A fair, preference-based posted price resale e-market model and clearing heuristics for circular economy

Özer A. H.

Applied Soft Computing, vol.106, 2021 (Journal Indexed in SCI) identifier identifier

  • Publication Type: Article / Article
  • Volume: 106
  • Publication Date: 2021
  • Doi Number: 10.1016/j.asoc.2021.107308
  • Title of Journal : Applied Soft Computing
  • Keywords: Resale market, Circular economy, Ant colony optimization, Artificial bee colony, Genetic algorithm, STRUCTURAL MODEL, COLONY, OPTIMIZATION, AUCTION, ALGORITHM


© 2021 Elsevier B.V.Resale markets in which secondhand new and used goods are traded play an important role in circular economy with significant economic and environmental benefits.
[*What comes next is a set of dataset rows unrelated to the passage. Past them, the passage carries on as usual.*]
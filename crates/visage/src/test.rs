//! Shared fixtures for unit tests: a tiny synthetic face model and small
//! component configurations that keep test runs fast.

use burn::backend::{Autodiff, NdArray};
use burn::tensor::backend::Backend;
use burn::tensor::{Distribution, Tensor};
use ndarray::{Array1, Array2};

use crate::encoder::EncoderConfig;
use crate::morphable::{Mesh, Morphable, MorphableData};
use crate::params::{FaceDims, FaceParameters};
use crate::render::{RenderOptions, RenderOutput, Renderer};
use crate::trainer::TrainerConfig;

pub type Cpu = NdArray;
pub type Train = Autodiff<NdArray>;

pub fn cpu() -> <Cpu as Backend>::Device {
    Default::default()
}

/// Dimensionalities small enough for encoder unit tests.
pub fn small_dims() -> FaceDims {
    FaceDims::new()
        .with_shape(4)
        .with_expression(3)
        .with_albedo(2)
        .with_detail(5)
}

/// Grid edge of the synthetic face patch.
const GRID: usize = 5;

/// Builds a tiny but fully populated face model: a bumpy quad patch with
/// seeded random bases.
pub fn synthetic_morphable_on<B: Backend>(seed: u64) -> Morphable<B>
where
    B::Device: Default,
{
    let mut rng = fastrand::Rng::with_seed(seed);
    let n = GRID;
    let v = n * n;
    let (d_shape, d_expr, d_albedo, d_detail) = (4, 3, 2, 5);
    let texture_size = 8;

    let mut template = Vec::with_capacity(v * 3);
    let mut uv = Vec::with_capacity(v * 2);
    let mut jaw_weights = Vec::with_capacity(v);
    let mut mirror = Vec::with_capacity(v);
    for row in 0..n {
        for col in 0..n {
            let x = col as f32 / (n - 1) as f32 - 0.5;
            let y = row as f32 / (n - 1) as f32 - 0.5;
            let z = 0.1 * (1.0 - (x * x + y * y));
            template.extend([x, y, z]);
            uv.extend([col as f32 / (n - 1) as f32, row as f32 / (n - 1) as f32]);
            // The lower third of the patch articulates with the jaw.
            jaw_weights.push(if y > 0.2 { ((y - 0.2) / 0.3).min(1.0) } else { 0.0 });
            mirror.push((row * n + (n - 1 - col)) as u32);
        }
    }

    let mut faces = Vec::new();
    for row in 0..n - 1 {
        for col in 0..n - 1 {
            let a = (row * n + col) as u32;
            let b = a + 1;
            let c = a + n as u32;
            let d = c + 1;
            faces.extend([a, c, b, b, c, d]);
        }
    }
    let num_faces = faces.len() / 3;

    let noise = |rng: &mut fastrand::Rng, len: usize, scale: f32| -> Vec<f32> {
        (0..len).map(|_| (rng.f32() - 0.5) * 2.0 * scale).collect()
    };

    let texels = texture_size * texture_size;
    let data = MorphableData {
        template: Array2::from_shape_vec((v, 3), template).unwrap(),
        shape_basis: Array2::from_shape_vec((v * 3, d_shape), noise(&mut rng, v * 3 * d_shape, 0.05))
            .unwrap(),
        expression_basis: Array2::from_shape_vec(
            (v * 3, d_expr),
            noise(&mut rng, v * 3 * d_expr, 0.05),
        )
        .unwrap(),
        jaw_weights: Array1::from_vec(jaw_weights),
        jaw_pivot: Array1::from_vec(vec![0.0, 0.2, 0.0]),
        faces: Array2::from_shape_vec((num_faces, 3), faces).unwrap(),
        landmark_indices: Array1::from_vec(vec![0, 6, 12, 18, 24]),
        uv_coords: Array2::from_shape_vec((v, 2), uv).unwrap(),
        texture_mean: Array2::from_shape_vec((texels, 3), vec![0.5; texels * 3]).unwrap(),
        texture_basis: Array2::from_shape_vec(
            (texels * 3, d_albedo),
            noise(&mut rng, texels * 3 * d_albedo, 0.1),
        )
        .unwrap(),
        detail_basis: Array2::from_shape_vec((v, d_detail), noise(&mut rng, v * d_detail, 0.01))
            .unwrap(),
        mirror_map: Array1::from_vec(mirror),
    };

    Morphable::from_data(data, &Default::default()).expect("synthetic model must be valid")
}

pub fn synthetic_morphable(seed: u64) -> Morphable<Cpu> {
    synthetic_morphable_on::<Cpu>(seed)
}

/// A decoded and rendered synthetic face, for loss tests.
pub struct RenderFixture {
    pub model: Morphable<Cpu>,
    pub params: FaceParameters<Cpu>,
    pub mesh: Mesh<Cpu>,
    pub rendered: RenderOutput<Cpu>,
}

pub fn render_fixture(seed: u64) -> RenderFixture {
    Cpu::seed(seed);
    let model = synthetic_morphable(seed);
    let dims = model.dims();
    let packed = Tensor::<Cpu, 2>::random(
        [2, dims.coarse_total()],
        Distribution::Normal(0.0, 0.1),
        &cpu(),
    );
    let params = FaceParameters::split(packed, &dims).unwrap();
    let (mesh, _) = model.decode(&params).unwrap();

    let renderer = Renderer::new(model.clone(), RenderOptions::new().with_resolution(12));
    let rendered = renderer
        .render(&mesh, params.camera.clone(), params.sh_lighting(), None)
        .unwrap();

    RenderFixture {
        model,
        params,
        mesh,
        rendered,
    }
}

/// A trainer configuration scaled down for unit tests.
pub fn test_trainer_config() -> TrainerConfig {
    TrainerConfig::new()
        .with_encoder(
            EncoderConfig::new()
                .with_resolution(12)
                .with_base_channels(4)
                .with_blocks_per_stage(1),
        )
        .with_render(RenderOptions::new().with_resolution(12))
        .with_learning_rate(1e-3)
}
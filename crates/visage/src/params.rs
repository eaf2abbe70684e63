//! Face model parameters and their packed vector layout.

use burn::config::Config;
use burn::tensor::{backend::Backend, Tensor};

use crate::error::Error;

/// Dimensionalities of the face parameter sub-vectors.
///
/// These are dictated by the parametric face model artifact and must match it
/// exactly; every component that consumes or produces parameters is
/// constructed from the same `FaceDims` value. The defaults match the
/// shipped face model.
#[derive(Config, Debug, PartialEq, Eq)]
pub struct FaceDims {
    /// Identity geometry coefficients.
    #[config(default = 100)]
    pub shape: usize,
    /// Non-identity deformation coefficients.
    #[config(default = 50)]
    pub expression: usize,
    /// Global rotation + jaw articulation, both axis-angle.
    #[config(default = 6)]
    pub pose: usize,
    /// Orthographic camera: isotropic scale + 2D translation.
    #[config(default = 3)]
    pub camera: usize,
    /// Albedo texture coefficients.
    #[config(default = 50)]
    pub albedo: usize,
    /// Spherical-harmonics lighting, 9 bands × RGB.
    #[config(default = 27)]
    pub lighting: usize,
    /// High-frequency displacement coefficients.
    #[config(default = 128)]
    pub detail: usize,
}

impl FaceDims {
    /// Width of the packed coarse parameter vector (everything but `detail`).
    pub fn coarse_total(&self) -> usize {
        self.shape + self.expression + self.pose + self.camera + self.albedo + self.lighting
    }
}

/// A batch of face model parameters, partitioned into named sub-vectors.
///
/// Every tensor has shape `[batch, dim]` with `dim` fixed by [`FaceDims`].
/// `detail` is only present once the detail stage is active.
#[derive(Debug, Clone)]
pub struct FaceParameters<B: Backend> {
    pub shape: Tensor<B, 2>,
    pub expression: Tensor<B, 2>,
    pub pose: Tensor<B, 2>,
    pub camera: Tensor<B, 2>,
    pub albedo: Tensor<B, 2>,
    pub lighting: Tensor<B, 2>,
    pub detail: Option<Tensor<B, 2>>,
}

impl<B: Backend> FaceParameters<B> {
    /// Splits a packed `[batch, coarse_total]` coefficient tensor into named
    /// sub-vectors.
    ///
    /// The packed layout is `shape | expression | pose | camera | albedo |
    /// lighting`, in that order.
    pub fn split(packed: Tensor<B, 2>, dims: &FaceDims) -> crate::Result<Self> {
        let [batch, width] = packed.dims();
        if width != dims.coarse_total() {
            return Err(Error::shape(
                "FaceParameters::split",
                [batch, dims.coarse_total()],
                [batch, width],
            ));
        }

        let mut start = 0;
        let mut take = |len: usize| {
            let sub = packed.clone().slice([0..batch, start..start + len]);
            start += len;
            sub
        };

        Ok(Self {
            shape: take(dims.shape),
            expression: take(dims.expression),
            pose: take(dims.pose),
            camera: take(dims.camera),
            albedo: take(dims.albedo),
            lighting: take(dims.lighting),
            detail: None,
        })
    }

    /// Concatenates the coarse sub-vectors back into the packed layout.
    pub fn pack(&self) -> Tensor<B, 2> {
        Tensor::cat(
            vec![
                self.shape.clone(),
                self.expression.clone(),
                self.pose.clone(),
                self.camera.clone(),
                self.albedo.clone(),
                self.lighting.clone(),
            ],
            1,
        )
    }

    pub fn batch_size(&self) -> usize {
        self.shape.dims()[0]
    }

    /// Global head rotation, axis-angle `[batch, 3]`.
    pub fn global_pose(&self) -> Tensor<B, 2> {
        let [batch, _] = self.pose.dims();
        self.pose.clone().slice([0..batch, 0..3])
    }

    /// Jaw articulation, axis-angle `[batch, 3]`.
    pub fn jaw_pose(&self) -> Tensor<B, 2> {
        let [batch, width] = self.pose.dims();
        self.pose.clone().slice([0..batch, 3..width])
    }

    /// Lighting coefficients reshaped to `[batch, 9, 3]` (SH band × RGB).
    pub fn sh_lighting(&self) -> Tensor<B, 3> {
        let [batch, width] = self.lighting.dims();
        self.lighting.clone().reshape([batch, width / 3, 3])
    }

    /// Returns a copy with every coarse sub-vector detached from the autodiff
    /// graph. Used by the detail stage when the coarse encoder is frozen.
    pub fn detach_coarse(&self) -> Self {
        Self {
            shape: self.shape.clone().detach(),
            expression: self.expression.clone().detach(),
            pose: self.pose.clone().detach(),
            camera: self.camera.clone().detach(),
            albedo: self.albedo.clone().detach(),
            lighting: self.lighting.clone().detach(),
            detail: self.detail.clone(),
        }
    }

    /// Validates sub-vector widths against `dims`.
    pub fn check_dims(&self, dims: &FaceDims) -> crate::Result<()> {
        let batch = self.batch_size();
        let expect = |context, tensor: &Tensor<B, 2>, dim: usize| -> crate::Result<()> {
            if tensor.dims() != [batch, dim] {
                return Err(Error::shape(context, [batch, dim], tensor.dims()));
            }
            Ok(())
        };
        expect("FaceParameters.shape", &self.shape, dims.shape)?;
        expect("FaceParameters.expression", &self.expression, dims.expression)?;
        expect("FaceParameters.pose", &self.pose, dims.pose)?;
        expect("FaceParameters.camera", &self.camera, dims.camera)?;
        expect("FaceParameters.albedo", &self.albedo, dims.albedo)?;
        expect("FaceParameters.lighting", &self.lighting, dims.lighting)?;
        if let Some(detail) = &self.detail {
            expect("FaceParameters.detail", detail, dims.detail)?;
        }
        Ok(())
    }
}

#[cfg(test)]
mod tests {
    use super::*;
    use crate::test::{Cpu, cpu};
    use burn::tensor::Distribution;

    fn small_dims() -> FaceDims {
        FaceDims::new()
            .with_shape(4)
            .with_expression(3)
            .with_pose(6)
            .with_camera(3)
            .with_albedo(2)
            .with_lighting(27)
            .with_detail(5)
    }

    #[test]
    fn split_pack_roundtrip() {
        let dims = small_dims();
        let packed = Tensor::<Cpu, 2>::random(
            [2, dims.coarse_total()],
            Distribution::Normal(0.0, 1.0),
            &cpu(),
        );
        let params = FaceParameters::split(packed.clone(), &dims).unwrap();
        assert_eq!(params.shape.dims(), [2, 4]);
        assert_eq!(params.lighting.dims(), [2, 27]);
        assert_eq!(params.sh_lighting().dims(), [2, 9, 3]);

        let repacked = params.pack();
        let diff = (packed - repacked).abs().max().into_scalar();
        assert_eq!(diff, 0.0);
    }

    #[test]
    fn split_rejects_wrong_width() {
        let dims = small_dims();
        let packed = Tensor::<Cpu, 2>::zeros([2, dims.coarse_total() + 1], &cpu());
        let err = FaceParameters::split(packed, &dims).unwrap_err();
        assert!(matches!(err, Error::ShapeMismatch { .. }));
    }

    #[test]
    fn pose_accessors() {
        let dims = small_dims();
        let packed = Tensor::<Cpu, 2>::zeros([1, dims.coarse_total()], &cpu());
        let params = FaceParameters::split(packed, &dims).unwrap();
        assert_eq!(params.global_pose().dims(), [1, 3]);
        assert_eq!(params.jaw_pose().dims(), [1, 3]);
    }
}
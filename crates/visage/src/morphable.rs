//! The fixed parametric face model (linear blendshapes + articulation).
//!
//! The model is a pretrained artifact loaded from an `.npz` file; nothing in
//! it is ever trained by this crate. Decoding is built entirely from tensor
//! ops so that gradients flow from the produced mesh and texture back into
//! every parameter sub-vector.

use std::fs::File;
use std::io::Write;
use std::path::Path;

use burn::tensor::{backend::Backend, Int, Tensor, TensorData};
use ndarray::{Array1, Array2};
use ndarray_npy::NpzReader;

use crate::error::{Error, Result};
use crate::params::{FaceDims, FaceParameters};

/// Artifact format revision understood by this build.
pub const ARTIFACT_VERSION: i32 = 1;

/// Raw arrays of a face model artifact.
///
/// This mirrors the `.npz` layout one-to-one and exists so that tests (and
/// artifact conversion tools) can construct a [`Morphable`] without touching
/// the filesystem.
pub struct MorphableData {
    /// Neutral face vertices, `[V, 3]`.
    pub template: Array2<f32>,
    /// Identity offsets, `[V*3, D_shape]`.
    pub shape_basis: Array2<f32>,
    /// Expression offsets, `[V*3, D_expression]`.
    pub expression_basis: Array2<f32>,
    /// Per-vertex jaw skinning weights in `0..=1`, `[V]`.
    pub jaw_weights: Array1<f32>,
    /// Jaw rotation pivot, `[3]`.
    pub jaw_pivot: Array1<f32>,
    /// Triangle topology, `[F, 3]`.
    pub faces: Array2<u32>,
    /// Mesh indices of the tracked landmarks, `[L]`.
    pub landmark_indices: Array1<u32>,
    /// Per-vertex UV coordinates in `0..=1`, `[V, 2]`.
    pub uv_coords: Array2<f32>,
    /// Mean albedo texture, `[T*T, 3]` (row-major `T×T` image).
    pub texture_mean: Array2<f32>,
    /// Albedo texture basis, `[T*T*3, D_albedo]`.
    pub texture_basis: Array2<f32>,
    /// Per-vertex displacement basis (along the vertex normal), `[V, D_detail]`.
    pub detail_basis: Array2<f32>,
    /// Index of each vertex' horizontal mirror partner, `[V]`.
    pub mirror_map: Array1<u32>,
}

/// The fixed parametric face model.
///
/// Cheaply cloneable; all tensors are shared. The model is read-only after
/// construction and can be used concurrently from any number of forward
/// passes.
#[derive(Clone)]
pub struct Morphable<B: Backend> {
    device: B::Device,
    num_vertices: usize,
    num_faces: usize,
    num_landmarks: usize,
    texture_size: usize,

    template: Tensor<B, 2>,
    /// `[D_shape, V*3]`, transposed from the artifact for row-vector matmul.
    shape_basis: Tensor<B, 2>,
    /// `[D_expression, V*3]`.
    expression_basis: Tensor<B, 2>,
    jaw_weights: Tensor<B, 3>,
    jaw_pivot: Tensor<B, 3>,
    faces: [Tensor<B, 1, Int>; 3],
    landmark_indices: Tensor<B, 1, Int>,
    texture_mean: Tensor<B, 3>,
    /// `[D_albedo, T*T*3]`.
    texture_basis: Tensor<B, 2>,
    /// `[D_detail, V]`.
    detail_basis: Tensor<B, 2>,
    mirror_map: Tensor<B, 1, Int>,
    /// Flattened texel indices of the 4 bilinear taps per vertex, `[V*4]`.
    tex_taps: Tensor<B, 1, Int>,
    /// Bilinear tap weights, `[1, V, 4, 1]`.
    tex_tap_weights: Tensor<B, 4>,

    faces_host: Vec<[u32; 3]>,
    uv_host: Vec<[f32; 2]>,
}

/// A decoded face: vertices, landmarks and the synthesized albedo texture.
///
/// Recomputed on every forward pass and never stored as primary state.
#[derive(Debug, Clone)]
pub struct Mesh<B: Backend> {
    /// World-space vertices, `[B, V, 3]`.
    pub vertices: Tensor<B, 3>,
    /// World-space landmark positions, `[B, L, 3]`.
    pub landmarks: Tensor<B, 3>,
    /// Albedo texture image, `[B, T*T, 3]` in `0..=1`.
    pub texture: Tensor<B, 3>,
}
This study proposes a preference-based posted price electronic market model for resale markets which features several mechanisms to improve the market outcome. The proposed model allows market participants to post sales and purchase orders simultaneously inside a trading round which also enables participants to use the revenue obtained from the items to be sold to purchase other items in the market. Besides, each participant is allowed to declare a budget constraint which restricts the amount that the participant will spend in the market to prevent a possible budget deficiency. Furthermore, the model also allows participants to declare their preferences of substitutabilities in their orders. In this study, the proposed model is formally defined, the corresponding market clearing problem is formulated as a hierarchical multi-objective linear integer program to provide fair allocation between the participants. Four different objective functions are proposed, and their outcomes are compared to the current market system. Since the clearing problem is NP-Hard, several heuristic methods including ant colony optimization, artificial bee colony and genetic algorithms along with problem-specific operators are proposed. The performance of the model is statistically analyzed based on several experiments. The genetic algorithm using the proposed problem-specific operators provides solutions within 3% of the optimal objective values and within 1% of the optimal fairness on average. The results also indicate that the model provides improved market outcomes and fair allocation of items among the participants, and thus it has a potential to contribute to the growth of circular economy.